Contra toda a esperança o projecto realisou-se completamente.
Cada um se encontrou no ponto de reunião sem encontrar impedimento; armei todos e estava prompto para partir para a montanha, quero dizer atravessar a fronteira.
Repentinamente ouvi tocar a rebate; as tropas dispunham-se a marchar em minha perseguição.
Mas os habitantes que me tinham votado amisade decidida, sublevaram-se em meu favor, e ameaçaram se se não calasse o tambor, de se armarem e fazer barricadas.
Livre d'este cuidado dei á minha gente ordem de se pôr em marcha; estavamos no fim de outubro, o norte soprava e promettia-nos nova noite de tempestade.
Marchámos toda a noite contra o vento, com o rosto açoutado pela neve.
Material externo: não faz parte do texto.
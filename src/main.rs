use anyhow::Context;
use clap::{Parser, Subcommand};
use hget::{list_jobs, DownloadConfig, DownloadJob, DEFAULT_MAX_CONNECTIONS, DEFAULT_RANGE_SIZE};
use std::path::PathBuf;
use std::time::Instant;
use tracing::info;

#[derive(Parser, Debug)]
#[command(name = "hget")]
#[command(about = "Resumable, parallel-range HTTP downloader", long_about = None)]
#[command(version)]
struct Args {
    #[command(subcommand)]
    command: Command,

    /// Job directory for temp files, checkpoints and finished downloads
    /// (default: ~/.hget)
    #[arg(long, global = true)]
    data_dir: Option<PathBuf>,

    /// Verbose logging
    #[arg(short, long, global = true)]
    verbose: bool,
}

#[derive(Subcommand, Debug)]
enum Command {
    /// Start a new download
    Get {
        /// URL to download
        url: String,

        /// Range size in bytes (should match the server's slice size)
        #[arg(short = 'r', long, default_value_t = DEFAULT_RANGE_SIZE)]
        range_size: u64,

        /// Number of parallel connections
        #[arg(short = 'c', long, default_value_t = DEFAULT_MAX_CONNECTIONS)]
        connections: usize,

        /// Skip TLS certificate verification
        #[arg(long)]
        skip_tls: bool,
    },
    /// List in-progress downloads
    Tasks,
    /// Resume an interrupted download by name or URL
    Resume {
        /// Job name (file name) or original URL
        name: String,

        /// Skip TLS certificate verification
        #[arg(long)]
        skip_tls: bool,
    },
}

#[tokio::main]
async fn main() -> anyhow::Result<()> {
    let args = Args::parse();

    // Initialize tracing
    let log_level = if args.verbose { "debug" } else { "info" };
    tracing_subscriber::fmt()
        .with_env_filter(format!("hget={}", log_level))
        .with_writer(std::io::stderr)
        .init();

    let mut config = DownloadConfig {
        show_progress: atty::is(atty::Stream::Stderr),
        ..DownloadConfig::default()
    };
    if let Some(dir) = args.data_dir {
        config.data_dir = dir;
    }

    match args.command {
        Command::Get {
            url,
            range_size,
            connections,
            skip_tls,
        } => {
            config.range_size = range_size;
            config.max_connections = connections;
            config.skip_tls_verify = skip_tls;

            info!("🚀 hget - {}", url);
            let started = Instant::now();
            let job = DownloadJob::probe(&url, &config)
                .await
                .with_context(|| format!("failed to create download task for {}", url))?;
            let path = job
                .run()
                .await
                .with_context(|| format!("download of {} did not complete", url))?;
            report_done(&path, started);
        }
        Command::Tasks => {
            let jobs = list_jobs(&config.data_dir).await.with_context(|| {
                format!("failed to read job directory {}", config.data_dir.display())
            })?;
            println!("Currently ongoing downloads:");
            for job in jobs {
                println!(
                    "{}\t{} of {} bytes remaining\t{}",
                    job.name, job.remaining, job.length, job.url
                );
            }
        }
        Command::Resume { name, skip_tls } => {
            config.skip_tls_verify = skip_tls;

            let started = Instant::now();
            let job = DownloadJob::from_checkpoint(&name, &config)
                .await
                .with_context(|| format!("failed to load checkpoint for {}", name))?;
            let path = job
                .run()
                .await
                .with_context(|| format!("resumed download of {} did not complete", name))?;
            report_done(&path, started);
        }
    }

    Ok(())
}

fn report_done(path: &std::path::Path, started: Instant) {
    let elapsed = std::time::Duration::from_secs(started.elapsed().as_secs());
    info!(
        "✅ Saved {} in {}",
        path.display(),
        humantime::format_duration(elapsed)
    );
}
Vindo o dia, marchámos sem parar durante o seu curso; era preciso atravessar o cimo cuberto de neve do Jorio; o inverno tinha tornado impraticaveis as passagens; entretanto atravessamol-o com neve quasi sempre até ao joelho, muitas vezes até aos sovacos dos braços.
Depois de trabalhos infinitos, chegámos, emfim, ao cume; mas ali um inimigo mais terrivel do que todos os que tinhamos vencido até então nos esperava: a tormenta.
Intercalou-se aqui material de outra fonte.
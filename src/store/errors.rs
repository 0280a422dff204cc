//! Store error types
//!
//! Every variant is fatal to the operation that hit it: the in-flight
//! transaction must be rolled back and the error surfaced to the caller.

use thiserror::Error;

/// Result type for store operations
pub type StoreResult<T> = Result<T, StoreError>;

/// Store-level failures
#[derive(Debug, Error)]
pub enum StoreError {
    /// Store unreachable or session broken
    #[error("store unavailable: {0}")]
    Unavailable(String),

    /// Statement referenced a table the store does not have
    #[error("unknown table '{0}'")]
    UnknownTable(String),

    /// Statement referenced a column the table does not have
    #[error("unknown column '{column}' on table '{table}'")]
    UnknownColumn { table: String, column: String },

    /// Row arity does not match the statement's column list
    #[error("statement for '{table}' has {expected} columns, row has {actual} values")]
    ColumnMismatch {
        table: String,
        expected: usize,
        actual: usize,
    },

    /// Write rejected by a table constraint
    #[error("constraint violation on '{table}.{column}': {reason}")]
    ConstraintViolation {
        table: String,
        column: String,
        reason: String,
    },

    /// A value could not be bound to a statement parameter
    #[error("value for column '{column}' is not storable: {detail}")]
    UnsupportedValue { column: String, detail: String },
}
N'um instante ficámos completamente cegos, e não distinguiamos nada a dez passos de distancia.
Disse então aos meus bravos de se apertarem uns contra os outros, marchar n'uma só fila e seguir-me avançando com a maior rapidez. Tres ficaram para traz, cahindo para não mais se levantarem, escondidos em a neve, dormindo ou velando talvez no cume do Jorio.